Nino’s owner and Executive Chef Elton Hyndman is coordinating a team of chefs for the Slow Food Dinner in the Field event this year. The chefs will volunteer their time and cook on-site at Afton Villa Gardens in St. Francisville, the first time the event has been held at this venue. Each chef will cook a different course, which will be paired with a featured wine. Guests will sit at tables under Afton Villa’s signature live oaks.

“Instead of large tables like we’ve done in the past, we’re going to do smaller tables of eight,” says Hyndman. “We’re also going to get each chef to come out and discuss his or her dish as it arrives so that diners can really understand what went into the preparation, and how the wines are meant to complement.”

The Slow Food Dinner in the Field event is more than just a lush, local outdoor dinner. It’s also a fundraiser for the nonprofit’s Greauxing Healthy Baton Rouge program, a school garden project taking place at The Dufrocq School, the Baton Rouge Foreign Language Immersion Magnet School, Ryan Elementary and University Terrace Elementary.
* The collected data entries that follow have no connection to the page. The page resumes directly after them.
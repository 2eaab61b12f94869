use chrono::{DateTime, Duration, Utc};
use serde::{Deserialize, Serialize};

pub type SubjectId = i64;
pub type TopicId = i64;
pub type PlanId = i64;
pub type BlockId = i64;
pub type MaterialId = i64;

#[derive(Debug, Clone, Copy, Serialize, Deserialize, PartialEq, Eq, Hash)]
#[serde(rename_all = "snake_case")]
pub enum TopicStatus {
    NotStarted,
    InProgress,
    Completed,
    NeedsReview,
}

#[derive(Debug, Clone, Copy, Serialize, Deserialize, PartialEq, Eq, Hash)]
#[serde(rename_all = "snake_case")]
pub enum UserDifficulty {
    VeryEasy,
    Easy,
    Medium,
    Hard,
    VeryHard,
}

#[derive(Debug, Clone, Copy, Serialize, Deserialize, PartialEq, Eq, Hash)]
#[serde(rename_all = "snake_case")]
pub enum StudyBlockStatus {
    Planned,
    InProgress,
    Completed,
    Skipped,
}

impl StudyBlockStatus {
    pub fn as_str(self) -> &'static str {
        match self {
            Self::Planned => "planned",
            Self::InProgress => "in_progress",
            Self::Completed => "completed",
            Self::Skipped => "skipped",
        }
    }
}

#[derive(Debug, Clone, Copy, Serialize, Deserialize, PartialEq, Eq, Hash)]
#[serde(rename_all = "snake_case")]
pub enum StudyPlanStatus {
    Active,
    Archived,
    Completed,
}

#[derive(Debug, Clone, Serialize, Deserialize, PartialEq)]
pub struct Topic {
    pub id: TopicId,
    pub subject_id: SubjectId,
    pub name: String,
    pub status: TopicStatus,
    #[serde(default, skip_serializing_if = "Option::is_none")]
    pub user_difficulty: Option<UserDifficulty>,
    #[serde(default, skip_serializing_if = "Option::is_none")]
    pub ai_difficulty_score: Option<f64>,
    #[serde(default, skip_serializing_if = "Option::is_none")]
    pub ai_estimated_duration: Option<u32>,
}

impl Topic {
    pub fn validate(&self) -> Result<(), String> {
        validate_non_empty(&self.name, "topic.name")?;
        if let Some(score) = self.ai_difficulty_score {
            if !score.is_finite() {
                return Err("topic.ai_difficulty_score must be finite".to_string());
            }
        }
        Ok(())
    }

    pub fn is_completed(&self) -> bool {
        self.status == TopicStatus::Completed
    }
}

/// Topic detail embedded in a study block. The backend nests the whole topic,
/// but only the fields the schedule views need are kept.
#[derive(Debug, Clone, Serialize, Deserialize, PartialEq, Eq)]
pub struct TopicSummary {
    pub id: TopicId,
    #[serde(default)]
    pub name: String,
    #[serde(default, skip_serializing_if = "Option::is_none")]
    pub subject_id: Option<SubjectId>,
    #[serde(default, skip_serializing_if = "Option::is_none")]
    pub status: Option<TopicStatus>,
    #[serde(default, skip_serializing_if = "Option::is_none")]
    pub user_difficulty: Option<UserDifficulty>,
}

impl TopicSummary {
    pub fn is_blank(&self) -> bool {
        self.name.trim().is_empty()
    }
}

impl From<&Topic> for TopicSummary {
    fn from(topic: &Topic) -> Self {
        Self {
            id: topic.id,
            name: topic.name.clone(),
            subject_id: Some(topic.subject_id),
            status: Some(topic.status),
            user_difficulty: topic.user_difficulty,
        }
    }
}

#[derive(Debug, Clone, Serialize, Deserialize, PartialEq, Eq)]
pub struct StudyBlock {
    pub id: BlockId,
    pub study_plan_id: PlanId,
    pub topic_id: TopicId,
    pub topic: TopicSummary,
    #[serde(default, deserialize_with = "timestamp::deserialize_optional")]
    pub scheduled_at: Option<DateTime<Utc>>,
    #[serde(default)]
    pub duration_minutes: Option<u32>,
    pub status: StudyBlockStatus,
    #[serde(default)]
    pub notes: Option<String>,
    #[serde(default)]
    pub material_id: Option<MaterialId>,
}

impl StudyBlock {
    pub fn validate(&self) -> Result<(), String> {
        if self.topic.id != self.topic_id {
            return Err(format!(
                "block {} embeds topic {} but references topic {}",
                self.id, self.topic.id, self.topic_id
            ));
        }
        Ok(())
    }

    /// Start and end of the block for display, substituting `fallback_start`
    /// and `default_minutes` for missing schedule data.
    pub fn display_range(
        &self,
        fallback_start: DateTime<Utc>,
        default_minutes: u32,
    ) -> (DateTime<Utc>, DateTime<Utc>) {
        let start = self.scheduled_at.unwrap_or(fallback_start);
        let minutes = self.duration_minutes.unwrap_or(default_minutes);
        (start, start + Duration::minutes(i64::from(minutes)))
    }
}

/// Block as returned by `PUT /study-plans/blocks/{id}`. The nested topic is
/// not guaranteed to be present.
#[derive(Debug, Clone, Serialize, Deserialize, PartialEq, Eq)]
pub struct StudyBlockRecord {
    pub id: BlockId,
    pub study_plan_id: PlanId,
    pub topic_id: TopicId,
    #[serde(default)]
    pub topic: Option<TopicSummary>,
    #[serde(default, deserialize_with = "timestamp::deserialize_optional")]
    pub scheduled_at: Option<DateTime<Utc>>,
    #[serde(default)]
    pub duration_minutes: Option<u32>,
    pub status: StudyBlockStatus,
    #[serde(default)]
    pub notes: Option<String>,
    #[serde(default)]
    pub material_id: Option<MaterialId>,
}

impl From<StudyBlock> for StudyBlockRecord {
    fn from(block: StudyBlock) -> Self {
        Self {
            id: block.id,
            study_plan_id: block.study_plan_id,
            topic_id: block.topic_id,
            topic: Some(block.topic),
            scheduled_at: block.scheduled_at,
            duration_minutes: block.duration_minutes,
            status: block.status,
            notes: block.notes,
            material_id: block.material_id,
        }
    }
}

/// Merges an authoritative block into its local counterpart. Every field comes
/// from the response except the embedded topic, which is taken from `local`
/// unless the response carries a non-blank one.
pub fn reconcile_block(local: &StudyBlock, response: StudyBlockRecord) -> StudyBlock {
    let topic = response
        .topic
        .filter(|topic| !topic.is_blank())
        .unwrap_or_else(|| local.topic.clone());

    StudyBlock {
        id: response.id,
        study_plan_id: response.study_plan_id,
        topic_id: response.topic_id,
        topic,
        scheduled_at: response.scheduled_at,
        duration_minutes: response.duration_minutes,
        status: response.status,
        notes: response.notes,
        material_id: response.material_id,
    }
}

#[derive(Debug, Clone, Serialize, Deserialize, PartialEq, Eq)]
pub struct StudyPlan {
    pub id: PlanId,
    pub subject_id: SubjectId,
    #[serde(default)]
    pub name: Option<String>,
    #[serde(deserialize_with = "timestamp::deserialize")]
    pub created_at: DateTime<Utc>,
    pub status: StudyPlanStatus,
    #[serde(default)]
    pub study_blocks: Vec<StudyBlock>,
    #[serde(default, skip_serializing_if = "Option::is_none")]
    pub subject_name: Option<String>,
}

impl StudyPlan {
    pub fn validate(&self, topics: &[Topic]) -> Result<(), String> {
        for block in &self.study_blocks {
            block.validate()?;
            if block.study_plan_id != self.id {
                return Err(format!(
                    "block {} belongs to plan {} not {}",
                    block.id, block.study_plan_id, self.id
                ));
            }
            let topic_subject = topics
                .iter()
                .find(|topic| topic.id == block.topic_id)
                .map(|topic| topic.subject_id)
                .or(block.topic.subject_id);
            if let Some(subject_id) = topic_subject.filter(|subject_id| *subject_id != self.subject_id) {
                return Err(format!(
                    "block {} references topic {} of subject {} in a plan for subject {}",
                    block.id, block.topic_id, subject_id, self.subject_id
                ));
            }
        }
        Ok(())
    }

    pub fn block(&self, block_id: BlockId) -> Option<&StudyBlock> {
        self.study_blocks.iter().find(|block| block.id == block_id)
    }

    pub fn block_mut(&mut self, block_id: BlockId) -> Option<&mut StudyBlock> {
        self.study_blocks.iter_mut().find(|block| block.id == block_id)
    }

    pub fn covers_topic(&self, topic_id: TopicId) -> bool {
        self.study_blocks.iter().any(|block| block.topic_id == topic_id)
    }

    /// Stable sort by schedule; unscheduled blocks come first.
    pub fn sort_blocks_by_schedule(&mut self) {
        self.study_blocks.sort_by_key(|block| block.scheduled_at);
    }
}

/// Partial block update. Outer `None` means "leave unchanged"; for nullable
/// fields `Some(None)` clears the value and is sent as JSON `null`.
#[derive(Debug, Clone, Default, Serialize, PartialEq, Eq)]
pub struct StudyBlockPatch {
    #[serde(skip_serializing_if = "Option::is_none")]
    pub scheduled_at: Option<Option<DateTime<Utc>>>,
    #[serde(skip_serializing_if = "Option::is_none")]
    pub duration_minutes: Option<Option<u32>>,
    #[serde(skip_serializing_if = "Option::is_none")]
    pub status: Option<StudyBlockStatus>,
    #[serde(skip_serializing_if = "Option::is_none")]
    pub notes: Option<Option<String>>,
    #[serde(skip_serializing_if = "Option::is_none")]
    pub material_id: Option<Option<MaterialId>>,
}

impl StudyBlockPatch {
    pub fn status(status: StudyBlockStatus) -> Self {
        Self {
            status: Some(status),
            ..Self::default()
        }
    }

    pub fn notes(notes: Option<String>) -> Self {
        Self {
            notes: Some(notes),
            ..Self::default()
        }
    }

    pub fn reschedule(start: DateTime<Utc>) -> Self {
        Self {
            scheduled_at: Some(Some(start)),
            ..Self::default()
        }
    }

    pub fn duration(minutes: Option<u32>) -> Self {
        Self {
            duration_minutes: Some(minutes),
            ..Self::default()
        }
    }

    pub fn material(material_id: Option<MaterialId>) -> Self {
        Self {
            material_id: Some(material_id),
            ..Self::default()
        }
    }

    pub fn is_empty(&self) -> bool {
        self.scheduled_at.is_none()
            && self.duration_minutes.is_none()
            && self.status.is_none()
            && self.notes.is_none()
            && self.material_id.is_none()
    }

    pub fn completes(&self) -> bool {
        self.status == Some(StudyBlockStatus::Completed)
    }

    pub fn apply_to(&self, block: &mut StudyBlock) {
        if let Some(scheduled_at) = self.scheduled_at {
            block.scheduled_at = scheduled_at;
        }
        if let Some(duration_minutes) = self.duration_minutes {
            block.duration_minutes = duration_minutes;
        }
        if let Some(status) = self.status {
            block.status = status;
        }
        if let Some(notes) = &self.notes {
            block.notes = notes.clone();
        }
        if let Some(material_id) = self.material_id {
            block.material_id = material_id;
        }
    }

    pub fn field_names(&self) -> Vec<&'static str> {
        let mut fields = Vec::new();
        if self.scheduled_at.is_some() {
            fields.push("scheduled_at");
        }
        if self.duration_minutes.is_some() {
            fields.push("duration_minutes");
        }
        if self.status.is_some() {
            fields.push("status");
        }
        if self.notes.is_some() {
            fields.push("notes");
        }
        if self.material_id.is_some() {
            fields.push("material_id");
        }
        fields
    }
}

fn validate_non_empty(value: &str, field_name: &str) -> Result<(), String> {
    if value.trim().is_empty() {
        return Err(format!("{field_name} must not be empty"));
    }
    Ok(())
}

/// The backend emits naive ISO timestamps (no offset); those are read as UTC.
pub(crate) mod timestamp {
    use chrono::{DateTime, NaiveDateTime, Utc};
    use serde::{Deserialize, Deserializer};

    const NAIVE_FORMATS: [&str; 2] = ["%Y-%m-%dT%H:%M:%S%.f", "%Y-%m-%d %H:%M:%S%.f"];

    pub fn parse(value: &str) -> Result<DateTime<Utc>, String> {
        let trimmed = value.trim();
        if let Ok(parsed) = DateTime::parse_from_rfc3339(trimmed) {
            return Ok(parsed.with_timezone(&Utc));
        }
        for format in NAIVE_FORMATS {
            if let Ok(parsed) = NaiveDateTime::parse_from_str(trimmed, format) {
                return Ok(parsed.and_utc());
            }
        }
        Err(format!("invalid timestamp '{value}'"))
    }

    pub fn deserialize<'de, D>(deserializer: D) -> Result<DateTime<Utc>, D::Error>
    where
        D: Deserializer<'de>,
    {
        let raw = String::deserialize(deserializer)?;
        parse(&raw).map_err(serde::de::Error::custom)
    }

    pub fn deserialize_optional<'de, D>(deserializer: D) -> Result<Option<DateTime<Utc>>, D::Error>
    where
        D: Deserializer<'de>,
    {
        let raw = Option::<String>::deserialize(deserializer)?;
        raw.as_deref()
            .map(str::trim)
            .filter(|value| !value.is_empty())
            .map(parse)
            .transpose()
            .map_err(serde::de::Error::custom)
    }
}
In addition to recruiting fellow chefs, Hyndman has recruited partner farms to supply eggs, cheese, dairy products, meats and produce. The chefs will prepare a vegan option as well as traditional entres.

Hyndman says that he has witnessed massive changes over the last few years in Baton Rouge’s acceptance of local foods.

“It’s really an exciting time,” Hyndman says. “As a chef, I’ve always believed in sourcing local. I want the best thing on my plate, and it’s exciting to watch consumers support this.”

At the LCI Gourmet in the Garden event in April, the extent of this support will be evident throughout the Burden Center. Ruffolo says 10 to 15 award-winning, local chefs from area restaurants will serve specialties at different stations: at the Steele Burden Memorial Orangerie and its garden area, near the Rose Garden, and in the Pavilion, where live music and dancing will also take place.The event benefits Burden as well as the educational programs of the LCI Foundation, which provides scholarships for culinary arts students.

Last year, the event was so popular, organizers had to add last-minute seating to accommodate the overflow crowd.

“This is about people getting together, having a great time and concentrating on everything Louisiana,” says Ruffolo. “We now have a lot of momentum for events like this and for the local foods movement in Baton Rouge. I definitely don’t see this going away.”

Ruffolo says that current LCI student chefs will also prepare their own specialties.

“It’s become a big priority for our students to learn to cook seasonally and with local ingredients,” says Ruffolo. “What the Red Stick Farmers Market has been able to accomplish has been amazing, and we’re glad to be part of the farm-to-table movement and to encourage our students to take advantage of local ingredients.”